━━━━━ GIVEN ENTRIES

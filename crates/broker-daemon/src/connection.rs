//! One WebSocket client connection.
//!
//! Each connection owns a broker session and a reply channel. Inbound text
//! frames are parsed as `ClientFrame`s and sent through the session with the
//! connection's reply channel as reply-to; replies and pushes are written
//! back as JSON text frames by a separate writer task.

use crate::broker::Broker;
use crate::session::{Envelope, ReplyChannel, SessionHandle};
use broker_core::{ClientFrame, Reply};
use futures::stream::{SplitSink, SplitStream};
use futures::{SinkExt, StreamExt};
use std::net::SocketAddr;
use tokio::net::TcpStream;
use tokio::sync::mpsc;
use tokio::task::JoinHandle;
use tokio_tungstenite::tungstenite::{Error as WsError, Message};
use tokio_tungstenite::WebSocketStream;
use tracing::{debug, error, info, warn};

/// Largest message or frame accepted from a client. Enforced by the
/// WebSocket layer while reading, see `ClientServer::accept_connection`.
pub const MAX_FRAME_SIZE: usize = 64 * 1024;

/// A WebSocket client bound to a broker session.
pub struct ClientConnection {
    addr: SocketAddr,
    broker: Broker,
    session: Option<SessionHandle>,
    reply_to: ReplyChannel,
    /// Handle to the write task
    write_task: Option<JoinHandle<()>>,
}

impl ClientConnection {
    /// Wrap an upgraded stream and open its session.
    ///
    /// Returns the connection and the read half to pass to [`run`](Self::run).
    pub fn new(
        addr: SocketAddr,
        broker: Broker,
        ws_stream: WebSocketStream<TcpStream>,
    ) -> (Self, SplitStream<WebSocketStream<TcpStream>>) {
        let (write, read) = ws_stream.split();
        let (reply_to, replies) = broker.reply_channel();

        let write_addr = addr;
        let write_task = tokio::spawn(async move {
            Self::write_loop(write_addr, write, replies).await;
        });

        let mut conn = Self {
            addr,
            broker,
            session: None,
            reply_to,
            write_task: Some(write_task),
        };
        conn.ensure_session();
        (conn, read)
    }

    /// Forward replies to the socket until the channel or the socket closes.
    async fn write_loop(
        addr: SocketAddr,
        mut write: SplitSink<WebSocketStream<TcpStream>, Message>,
        mut replies: mpsc::Receiver<Reply>,
    ) {
        while let Some(reply) = replies.recv().await {
            let json = match reply.to_json() {
                Ok(json) => json,
                Err(e) => {
                    error!("Failed to encode {} for {}: {}", reply.kind(), addr, e);
                    continue;
                }
            };
            if let Err(e) = write.send(Message::Text(json)).await {
                debug!("Write to {} failed, dropping replies: {}", addr, e);
                break;
            }
        }
        if let Err(e) = write.send(Message::Close(None)).await {
            debug!("Close frame to {} not sent: {}", addr, e);
        }
    }

    /// The session of this connection, opening a new one if there is none
    /// or the previous one was reclaimed.
    fn ensure_session(&mut self) -> Option<&SessionHandle> {
        let stale = self.session.as_ref().is_none_or(|s| s.is_closed());
        if stale {
            match self.broker.open_session() {
                Ok(session) => {
                    debug!("Connection {} bound to session {}", self.addr, session.id());
                    self.session = Some(session);
                }
                Err(e) => {
                    warn!("No session for {}: {}", self.addr, e);
                    self.session = None;
                }
            }
        }
        self.session.as_ref()
    }

    /// Read frames until the client goes away, then close the session.
    pub async fn run(mut self, mut read: SplitStream<WebSocketStream<TcpStream>>) {
        loop {
            match read.next().await {
                Some(Ok(msg)) => {
                    let text = match msg {
                        Message::Text(text) => text,
                        Message::Binary(data) => match String::from_utf8(data) {
                            Ok(text) => text,
                            Err(_) => {
                                warn!("Non-UTF-8 frame from {}, dropping", self.addr);
                                continue;
                            }
                        },
                        Message::Ping(_) | Message::Pong(_) | Message::Frame(_) => continue,
                        Message::Close(_) => {
                            debug!("Received close frame from {}", self.addr);
                            break;
                        }
                    };

                    match ClientFrame::from_text(&text) {
                        Some(frame) => self.on_frame(frame).await,
                        None => warn!("Unrecognized frame from {}, dropping", self.addr),
                    }
                }
                Some(Err(e)) => {
                    match e {
                        WsError::ConnectionClosed | WsError::AlreadyClosed => {
                            debug!("Connection {} closed", self.addr);
                        }
                        WsError::Capacity(e) => {
                            warn!("Dropping {}: {} (limit {} bytes)", self.addr, e, MAX_FRAME_SIZE);
                        }
                        _ => error!("WebSocket error on {}: {}", self.addr, e),
                    }
                    break;
                }
                None => {
                    debug!("Connection {} stream ended", self.addr);
                    break;
                }
            }
        }

        self.close().await;
    }

    async fn on_frame(&mut self, frame: ClientFrame) {
        let reply_to = self.reply_to.clone();
        let addr = self.addr;
        let Some(session) = self.ensure_session() else {
            debug!("Dropping {} from {}: no session", frame.request.kind(), addr);
            return;
        };

        let mut envelope = Envelope::new(frame.request).reply_to(reply_to);
        if frame.terminal {
            envelope = envelope.terminal(session.id());
        }
        session.send(envelope).await;

        // The tagged session is finished; the next frame gets a fresh one.
        if frame.terminal {
            self.session = None;
        }
    }

    /// Close the session and stop writing.
    pub async fn close(&mut self) {
        if let Some(session) = self.session.take() {
            self.broker.close_session(session.id());
        }
        if let Some(task) = self.write_task.take() {
            task.abort();
        }
        info!("Client {} disconnected", self.addr);
    }
}

impl Drop for ClientConnection {
    fn drop(&mut self) {
        if let Some(task) = self.write_task.take() {
            task.abort();
        }
    }
}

━━━━━━━━━━

◆ **WORK REQUIRED**
Please transcribe the entries above exactly as written.

◆ **TASK RESPONSE**
filename crates/broker-daemon/src/connection.rs
//! One WebSocket client connection.
//!
//! Each connection owns a broker session and a reply channel. Inbound text
//! frames are parsed as `ClientFrame`s and sent through the session with the
//! connection's reply channel as reply-to; replies and pushes are written
//! back as JSON text frames by a separate writer task.

use crate::broker::Broker;
use crate::session::{Envelope, ReplyChannel, SessionHandle};
use broker_core::{ClientFrame, Reply};
use futures::stream::{SplitSink, SplitStream};
use futures::{SinkExt, StreamExt};
use std::net::SocketAddr;
use tokio::net::TcpStream;
use tokio::sync::mpsc;
use tokio::task::JoinHandle;
use tokio_tungstenite::tungstenite::{Error as WsError, Message};
use tokio_tungstenite::WebSocketStream;
use tracing::{debug, error, info, warn};

/// Largest message or frame accepted from a client. Enforced by the
/// WebSocket layer while reading, see `ClientServer::accept_connection`.
pub const MAX_FRAME_SIZE: usize = 64 * 1024;

/// A WebSocket client bound to a broker session.
pub struct ClientConnection {
    addr: SocketAddr,
    broker: Broker,
    session: Option<SessionHandle>,
    reply_to: ReplyChannel,
    /// Handle to the write task
    write_task: Option<JoinHandle<()>>,
}

impl ClientConnection {
    /// Wrap an upgraded stream and open its session.
    ///
    /// Returns the connection and the read half to pass to [`run`](Self::run).
    pub fn new(
        addr: SocketAddr,
        broker: Broker,
        ws_stream: WebSocketStream<TcpStream>,
    ) -> (Self, SplitStream<WebSocketStream<TcpStream>>) {
        let (write, read) = ws_stream.split();
        let (reply_to, replies) = broker.reply_channel();

        let write_addr = addr;
        let write_task = tokio::spawn(async move {
            Self::write_loop(write_addr, write, replies).await;
        });

        let mut conn = Self {
            addr,
            broker,
            session: None,
            reply_to,
            write_task: Some(write_task),
        };
        conn.ensure_session();
        (conn, read)
    }

    /// Forward replies to the socket until the channel or the socket closes.
    async fn write_loop(
        addr: SocketAddr,
        mut write: SplitSink<WebSocketStream<TcpStream>, Message>,
        mut replies: mpsc::Receiver<Reply>,
    ) {
        while let Some(reply) = replies.recv().await {
            let json = match reply.to_json() {
                Ok(json) => json,
                Err(e) => {
                    error!("Failed to encode {} for {}: {}", reply.kind(), addr, e);
                    continue;
                }
            };
            if let Err(e) = write.send(Message::Text(json)).await {
                debug!("Write to {} failed, dropping replies: {}", addr, e);
                break;
            }
        }
        if let Err(e) = write.send(Message::Close(None)).await {
            debug!("Close frame to {} not sent: {}", addr, e);
        }
    }

    /// The session of this connection, opening a new one if there is none
    /// or the previous one was reclaimed.
    fn ensure_session(&mut self) -> Option<&SessionHandle> {
        let stale = self.session.as_ref().is_none_or(|s| s.is_closed());
        if stale {
            match self.broker.open_session() {
                Ok(session) => {
                    debug!("Connection {} bound to session {}", self.addr, session.id());
                    self.session = Some(session);
                }
                Err(e) => {
                    warn!("No session for {}: {}", self.addr, e);
                    self.session = None;
                }
            }
        }
        self.session.as_ref()
    }

    /// Read frames until the client goes away, then close the session.
    pub async fn run(mut self, mut read: SplitStream<WebSocketStream<TcpStream>>) {
        loop {
            match read.next().await {
                Some(Ok(msg)) => {
                    let text = match msg {
                        Message::Text(text) => text,
                        Message::Binary(data) => match String::from_utf8(data) {
                            Ok(text) => text,
                            Err(_) => {
                                warn!("Non-UTF-8 frame from {}, dropping", self.addr);
                                continue;
                            }
                        },
                        Message::Ping(_) | Message::Pong(_) | Message::Frame(_) => continue,
                        Message::Close(_) => {
                            debug!("Received close frame from {}", self.addr);
                            break;
                        }
                    };

                    match ClientFrame::from_text(&text) {
                        Some(frame) => self.on_frame(frame).await,
                        None => warn!("Unrecognized frame from {}, dropping", self.addr),
                    }
                }
                Some(Err(e)) => {
                    match e {
                        WsError::ConnectionClosed | WsError::AlreadyClosed => {
                            debug!("Connection {} closed", self.addr);
                        }
                        WsError::Capacity(e) => {
                            warn!("Dropping {}: {} (limit {} bytes)", self.addr, e, MAX_FRAME_SIZE);
                        }
                        _ => error!("WebSocket error on {}: {}", self.addr, e),
                    }
                    break;
                }
                None => {
                    debug!("Connection {} stream ended", self.addr);
                    break;
                }
            }
        }

        self.close().await;
    }

    async fn on_frame(&mut self, frame: ClientFrame) {
        let reply_to = self.reply_to.clone();
        let addr = self.addr;
        let Some(session) = self.ensure_session() else {
            debug!("Dropping {} from {}: no session", frame.request.kind(), addr);
            return;
        };

        let mut envelope = Envelope::new(frame.request).reply_to(reply_to);
        if frame.terminal {
            envelope = envelope.terminal(session.id());
        }
        session.send(envelope).await;

        // The tagged session is finished; the next frame gets a fresh one.
        if frame.terminal {
            self.session = None;
        }
    }

    /// Close the session and stop writing.
    pub async fn close(&mut self) {
        if let Some(session) = self.session.take() {
            self.broker.close_session(session.id());
        }
        if let Some(task) = self.write_task.take() {
            task.abort();
        }
        info!("Client {} disconnected", self.addr);
    }
}

impl Drop for ClientConnection {
    fn drop(&mut self) {
        if let Some(task) = self.write_task.take() {
            task.abort();
        }
    }
}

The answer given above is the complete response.